Transforming Clinical Trial Results Reporting in the United States
A New Report Examining the U.S. Food and Drug Administration and National Institutes of Health's enforcement of clinical trial reporting laws.
Groundbreaking Report by Universities Allied for Essential Medicines (UAEM), the Yale Collaboration for Regulatory Rigor, Integrity, and Transparency (CRRIT), and Columbia Law School’s Science, Health and Information Clinic (SHIC).

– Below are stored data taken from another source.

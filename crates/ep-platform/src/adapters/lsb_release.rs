//! Distribution codename probe.

use std::io::ErrorKind;
use std::path::{Path, PathBuf};

use anyhow::Context;
use async_trait::async_trait;
use ep_core::ports::HostFactsPort;
use ep_core::HostFacts;
use tokio::fs;
use tracing::{debug, warn};

/// Reads `DISTRIB_CODENAME` from `/etc/lsb-release`, falling back to
/// `VERSION_CODENAME` in `/etc/os-release`.
pub struct LsbReleaseProbe {
    lsb_release: PathBuf,
    os_release: PathBuf,
}

impl LsbReleaseProbe {
    pub fn new(lsb_release: PathBuf, os_release: PathBuf) -> Self {
        Self {
            lsb_release,
            os_release,
        }
    }

    pub fn system() -> Self {
        Self::new("/etc/lsb-release".into(), "/etc/os-release".into())
    }

    async fn read_key(path: &Path, key: &str) -> anyhow::Result<Option<String>> {
        let content = match fs::read_to_string(path).await {
            Ok(content) => content,
            Err(err) if err.kind() == ErrorKind::NotFound => return Ok(None),
            Err(err) => return Err(err).with_context(|| format!("Failed to read {}", path.display())),
        };
        Ok(parse_key(&content, key))
    }
}

impl Default for LsbReleaseProbe {
    fn default() -> Self {
        Self::system()
    }
}

/// Value of `key` in a shell-style `KEY=value` file, unquoted.
fn parse_key(content: &str, key: &str) -> Option<String> {
    content.lines().find_map(|line| {
        let (k, v) = line.trim().split_once('=')?;
        if k.trim() != key {
            return None;
        }
        let value = v.trim().trim_matches(|c: char| c == '"' || c == '\'');
        (!value.is_empty()).then(|| value.to_string())
    })
}

#[async_trait]
impl HostFactsPort for LsbReleaseProbe {
    async fn probe(&self) -> anyhow::Result<HostFacts> {
        let codename = match Self::read_key(&self.lsb_release, "DISTRIB_CODENAME").await? {
            Some(codename) => codename,
            None => match Self::read_key(&self.os_release, "VERSION_CODENAME").await? {
                Some(codename) => codename,
                None => {
                    warn!("distribution codename unknown; assuming a modern systemd host");
                    String::new()
                }
            },
        };
        debug!(%codename, "host facts probed");
        Ok(HostFacts::new(codename))
    }
}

In the 1990s and 2000s, a series of drug safety scandals rocked FDA and the United States. Among these scandals was the Vioxx scandal: In 1999 Merck began marketing Vioxx as a new, supposedly safer painkiller, yet undisclosed adverse cardiovascular events resulted in the deaths of perhaps as many as 38,000 patients and a $4.8 billion settlement. In response to this and other scandals, Congress passed the FDA Amendments Act of 2007 (FDAAA) mandating public reporting of the results of essentially all late-stage clinical trials of FDA-regulated drugs and devices, so long as the trials are conducted in whole or in part in the United States. Under FDAAA, trial results must be reported to the public on the ClinicalTrials.gov database. FDA is entrusted with enforcing this reporting mandate.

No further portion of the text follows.